This is the kind of **** which should be discussed at the weekly safety meetings.


----------



## mmike032 (May 30, 2007)

working in South GA we deal with some extreme heat also
heat indexes get into the 110+ range starting about June
it used to not bother me...now every summer it gets worse on me.

always been told not to pour cold water on your head while extremely hot...
and have seen guys pass out from it.

cant wait its almost here
just hitting 90s now


----------



## TimNJ (Sep 7, 2005)

cleveman said:


> The worst part of heat exhaustion is that one can lose control of the sphincter muscle.


That's good to know in case anybody is remodeling a gay bar in the middle of the summer.:thumbsup:


----------



## Hand Drive (Sep 6, 2011)

salt is good to use but, unrefined sea salt does wonders for replenishing the electrolytes lost during sweating. it is loaded with minerals and trace nutrients also.


----------



## Rich D. (Oct 14, 2011)

I dont know if anyone suggested it yet but use those cooling towels.

My is called frog tog or something. Lol

It gets cold due to rapid evaporation and really cools you down


----------



## superseal (Feb 4, 2009)

When I get too much heat,...I start looking like tanning mom

How foul is that :blink:

I like the poweraide red - my fav.


----------



## theyoungguy15 (Apr 26, 2012)

Hi know it is off topic but a few days ago on my hunting trip me and my boss' son shot a 100+ pound black bear the embarassing part is I unloaded 7 rounds into that bear when it was walking down a hillside at us. man freaked me out having a wounded black bear walking down the hill 15 yards away.


----------



## Djea3 (Jul 6, 2020)

theyoungguy15 said:


> I unloaded 7 rounds into that bear a wounded black bear walking down the hill 15 yards away.


It sounds like you were trying to pop a quick one while you had buck fever. Bad stuff. I never allowed any of this of myself, not once.
From an old hunter who knows the cascades, you need to SLOW DOWN and NEVER take a shot you are not sure will kill. Never fire a weapon unless you INTEND TO KILL and KNOW that shot WILL kill. There is NEVER an excuse to let off 7 rounds. NEVER unless maybe on Kodiak Island and both you and the guide are shooting an attacking bear.
Never force a shot. Either you are ready and the animal is aligned, or you don't shoot. One bullet is always enough. Slow down. Aim. Exhale, Gently squeeze off the round with both EYES OPEN and watch the hit. See the fur and watch the impact ring expand. Never take your eye off the game. While watching, Jack a back up round into the tube and slowly take aim again.

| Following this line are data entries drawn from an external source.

use super::{not_found, Api, Client};
use crate::converter::{Converter, FfmpegConverter};
use crate::downloadable::{
    Downloadable, SoundcloudDownloadInfo, SoundcloudDownloadable, ORIGINAL_FILE_TYPE,
};
use crate::error::{MediaripError, Result};
use crate::rate_limiter::RateLimiter;
use crate::session::Session;
use async_trait::async_trait;
use mediarip_types::{MediaType, Settings, Source, SoundcloudSettings};
use reqwest::{RequestBuilder, StatusCode};
use serde_json::Value;
use std::sync::Arc;
use tracing::{debug, info, warn};

/// Largest page the search endpoint serves
const MAX_PAGE_SIZE: usize = 200;

/// Base URL of the SoundCloud API
#[derive(Debug, Clone)]
pub struct SoundcloudEndpoints {
    pub api: String,
}

impl Default for SoundcloudEndpoints {
    fn default() -> Self {
        Self {
            api: "https://api-v2.soundcloud.com".to_string(),
        }
    }
}

/// SoundCloud backend, authenticated by a web client id
#[derive(Debug)]
pub struct SoundcloudClient {
    api: Api,
    settings: SoundcloudSettings,
    endpoints: SoundcloudEndpoints,
    converter: Arc<dyn Converter>,
    logged_in: bool,
}

impl SoundcloudClient {
    pub fn new(settings: &Settings) -> Result<Self> {
        Self::with_endpoints(settings, SoundcloudEndpoints::default())
    }

    pub fn with_endpoints(settings: &Settings, endpoints: SoundcloudEndpoints) -> Result<Self> {
        let session = Session::from_settings(&settings.session, None)?;
        Ok(Self {
            api: Api::new(session, RateLimiter::new(settings.downloads.requests_per_minute)),
            settings: settings.soundcloud.clone(),
            endpoints,
            converter: Arc::new(FfmpegConverter::default()),
            logged_in: false,
        })
    }

    /// Converter handed to downloadables of original uploads
    pub fn with_converter(mut self, converter: Arc<dyn Converter>) -> Self {
        self.converter = converter;
        self
    }

    fn ensure_logged_in(&self) -> Result<()> {
        if self.logged_in {
            Ok(())
        } else {
            Err(MediaripError::NotLoggedIn)
        }
    }

    /// GET `url` with the client credentials attached
    fn get(&self, url: &str) -> RequestBuilder {
        self.api.client().get(url).query(&[
            ("client_id", self.settings.client_id.as_str()),
            ("app_version", self.settings.app_version.as_str()),
        ])
    }

    async fn search_page(&self, url: &str, query: Option<(&str, usize)>) -> Result<Value> {
        let mut request = self.get(url);
        if let Some((q, page_size)) = query {
            request = request.query(&[
                ("q", q),
                ("limit", &page_size.to_string()),
                ("offset", "0"),
                ("linked_partitioning", "1"),
            ]);
        }
        self.api.json(request).await
    }

    /// Resolve a transcoding entry to its stream URL
    async fn resolve_transcoding(&self, transcoding_url: &str) -> Result<String> {
        let response: Value = self.api.json(self.get(transcoding_url)).await?;
        response["url"]
            .as_str()
            .map(str::to_string)
            .ok_or_else(|| MediaripError::NotStreamable("Transcoding has no stream URL".into()))
    }

    async fn original_download(&self, track_id: &str) -> Result<SoundcloudDownloadInfo> {
        let url = format!("{}/tracks/{}/download", self.endpoints.api, track_id);
        let response: Value = self.api.json(self.get(&url)).await?;
        let redirect = response["redirectUri"]
            .as_str()
            .ok_or_else(|| MediaripError::NotStreamable("Download has no redirect".into()))?;

        Ok(SoundcloudDownloadInfo {
            url: redirect.to_string(),
            file_type: ORIGINAL_FILE_TYPE.to_string(),
        })
    }

    async fn progressive_download(&self, track: &Value) -> Result<SoundcloudDownloadInfo> {
        let transcodings = track["media"]["transcodings"]
            .as_array()
            .map(Vec::as_slice)
            .unwrap_or_default();

        let progressive = transcodings
            .iter()
            .find(|t| t["format"]["protocol"].as_str() == Some("progressive"))
            .and_then(|t| t["url"].as_str());

        let Some(transcoding_url) = progressive else {
            let title = track["title"].as_str().unwrap_or("track");
            return Err(MediaripError::NotStreamable(format!(
                "{} is only available as an HLS stream",
                title
            )));
        };

        Ok(SoundcloudDownloadInfo {
            url: self.resolve_transcoding(transcoding_url).await?,
            file_type: "mp3".to_string(),
        })
    }
}

#[async_trait]
impl Client for SoundcloudClient {
    fn source(&self) -> Source {
        Source::Soundcloud
    }

    fn max_quality(&self) -> u8 {
        1
    }

    fn logged_in(&self) -> bool {
        self.logged_in
    }

    async fn login(&mut self) -> Result<()> {
        self.logged_in = false;
        if self.settings.client_id.is_empty() || self.settings.app_version.is_empty() {
            return Err(MediaripError::Authentication(
                "SoundCloud client_id and app_version must be configured".to_string(),
            ));
        }

        let url = format!("{}/search/tracks", self.endpoints.api);
        match self.search_page(&url, Some(("qwertyuiop", 1))).await {
            Ok(_) => {}
            Err(MediaripError::Network(e))
                if matches!(
                    e.status(),
                    Some(StatusCode::UNAUTHORIZED) | Some(StatusCode::FORBIDDEN)
                ) =>
            {
                return Err(MediaripError::Authentication(
                    "SoundCloud rejected the client id".to_string(),
                ));
            }
            Err(e) => return Err(e),
        }

        self.logged_in = true;
        info!("Logged in to SoundCloud");
        Ok(())
    }

    async fn get_metadata(&self, item_id: &str, media_type: MediaType) -> Result<Value> {
        self.ensure_logged_in()?;
        let collection = match media_type {
            MediaType::Track => "tracks",
            MediaType::Playlist | MediaType::Album => "playlists",
            other => return Err(MediaripError::UnsupportedMediaType(other.to_string())),
        };

        let url = format!("{}/{}/{}", self.endpoints.api, collection, item_id);
        self.api
            .json(self.get(&url))
            .await
            .map_err(|e| not_found(e, || format!("soundcloud {} {}", media_type, item_id)))
    }

    async fn search(&self, media_type: MediaType, query: &str, limit: usize) -> Result<Vec<Value>> {
        self.ensure_logged_in()?;
        let collection = match media_type {
            MediaType::Track => "tracks",
            MediaType::Playlist => "playlists",
            MediaType::Album => "albums",
            MediaType::Artist => "users",
            other => return Err(MediaripError::UnsupportedMediaType(other.to_string())),
        };

        let mut results = Vec::new();
        if limit == 0 {
            return Ok(results);
        }

        let first = format!("{}/search/{}", self.endpoints.api, collection);
        let mut page = self
            .search_page(&first, Some((query, limit.min(MAX_PAGE_SIZE))))
            .await?;

        loop {
            let items = page["collection"].as_array().cloned().unwrap_or_default();
            if items.is_empty() {
                break;
            }
            results.extend(items.into_iter().take(limit - results.len()));

            let next = match page["next_href"].as_str() {
                Some(next) if results.len() < limit => next.to_string(),
                _ => break,
            };
            debug!("Following SoundCloud page {}", next);
            page = self.search_page(&next, None).await?;
        }

        debug!("SoundCloud search {:?} returned {} results", query, results.len());
        Ok(results)
    }

    async fn get_downloadable(&self, item_id: &str, quality: u8) -> Result<Downloadable> {
        self.ensure_logged_in()?;
        let track = self.get_metadata(item_id, MediaType::Track).await?;

        let wants_original = quality.min(self.max_quality()) >= 1;
        let downloadable = track["downloadable"].as_bool().unwrap_or(false)
            && track["has_downloads_left"].as_bool().unwrap_or(false);

        let info = if wants_original && downloadable {
            match self.original_download(item_id).await {
                Ok(info) => info,
                Err(e) => {
                    warn!("Original upload of {} unavailable ({}), using stream", item_id, e);
                    self.progressive_download(&track).await?
                }
            }
        } else {
            self.progressive_download(&track).await?
        };

        Ok(SoundcloudDownloadable::new(self.api.session().clone(), info)
            .with_converter(self.converter.clone())
            .into())
    }
}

Hold. Watch. If absolutely necessary let another round off. Repeat. I have needed two rounds twice in my life. Both were coup de gras with a pistol but the animals were never getting up again either way, the pistol was used for mercy and quickness only. A knife would have done as well.
I have hunted bear with bow. I have tracked and killed wounded bear and deer shot by others with bow. It is NOT fun. Bow or rifle, slow down. If you are not sure of your backstop or even your hunting partner's location DO NOT SHOOT. If you are not sure you will hit you target DO NOT SHOOT. If you are not sure you will drop your target, DO NO SHOOT.
This is not about killing an animal with an M16 firing fully auto or filling a tag. This is about giving the animal the respect of the hunt. It is about making personal rules that you always follow and giving nature HONOR. Killing is easy. Killing by truly hunting and honoring the animal and the hunt is HARD, maybe the hardest thing you can ever do.
I have not fired my weapon because of the absolute beauty of a given animal (I wanted him to reproduce). I have not fired my weapon because I was unsure of my hunting partner's location. I have not fired my weapon because I was not POSITIVE that I would make the kill shot (even though I felt I would I was not positive (downhill distance)). I have not fired my weapon because other animals not intended to die were behind my game (a 7mm mag from 120 feet will pass through 2 deer easily). I have tracked bear, stalked bear and stood 30 feet above sleeping bear and not taken the shot as I could not find the head or heart zone (curled in a ball asleep in shadowed hollow). I have climbed a tree with a bear following me and warned him to leave or die. He left and I did not fill my tag, but that was a decision. The interaction meant more than meat or trophy. I hope you see the pattern. The bear, the deer, the elk, they are YOU and you are THEM. We are all together on earth and we MUST honor each other.
Hunting is NEVER about killing. It is about honor of self and game and nature and living with rules and safety. Give yourself something MUCH greater next hunt.
Whoever is teaching you, you need a new teacher or a new philosophy and or new hunting partners. I hope you are done with whatever attitude those were teaching you forever. You need more than just killing in your life and calling it "hunting". Be at one with your game and nature. That is hard.


----------



## avenge (Sep 25, 2008)

Djea3 said:


> It sounds like you were trying to pop a quick one while you had buck fever. Bad stuff. I never allowed any of this of myself, not once.
> From an old hunter who knows the cascades, you need to SLOW DOWN and NEVER take a shot you are not sure will kill. Never fire a weapon unless you INTEND TO KILL and KNOW that shot WILL kill. There is NEVER an excuse to let off 7 rounds. NEVER unless maybe on Kodiak Island and both you and the guide are shooting an attacking bear.
> Never force a shot. Either you are ready and the animal is aligned, or you don't shoot. One bullet is always enough. Slow down. Aim. Exhale, Gently squeeze off the round with both EYES OPEN and watch the hit. See the fur and watch the impact ring expand. Never take your eye off the game. While watching, Jack a back up round into the tube and slowly take aim again. Hold. Watch. If absolutely necessary let another round off. Repeat. I have needed two rounds twice in my life. Both were coup de gras with a pistol but the animals were never getting up again either way, the pistol was used for mercy and quickness only. A knife would have done as well.
> I have hunted bear with bow. I have tracked and killed wounded bear and deer shot by others with bow. It is NOT fun. Bow or rifle, slow down. If you are not sure of your backstop or even your hunting partner's location DO NOT SHOOT. If you are not sure you will hit you target DO NOT SHOOT. If you are not sure you will drop your target, DO NO SHOOT.
> ...


The person you're replying to hasn't been on here for nearly 10 years


----------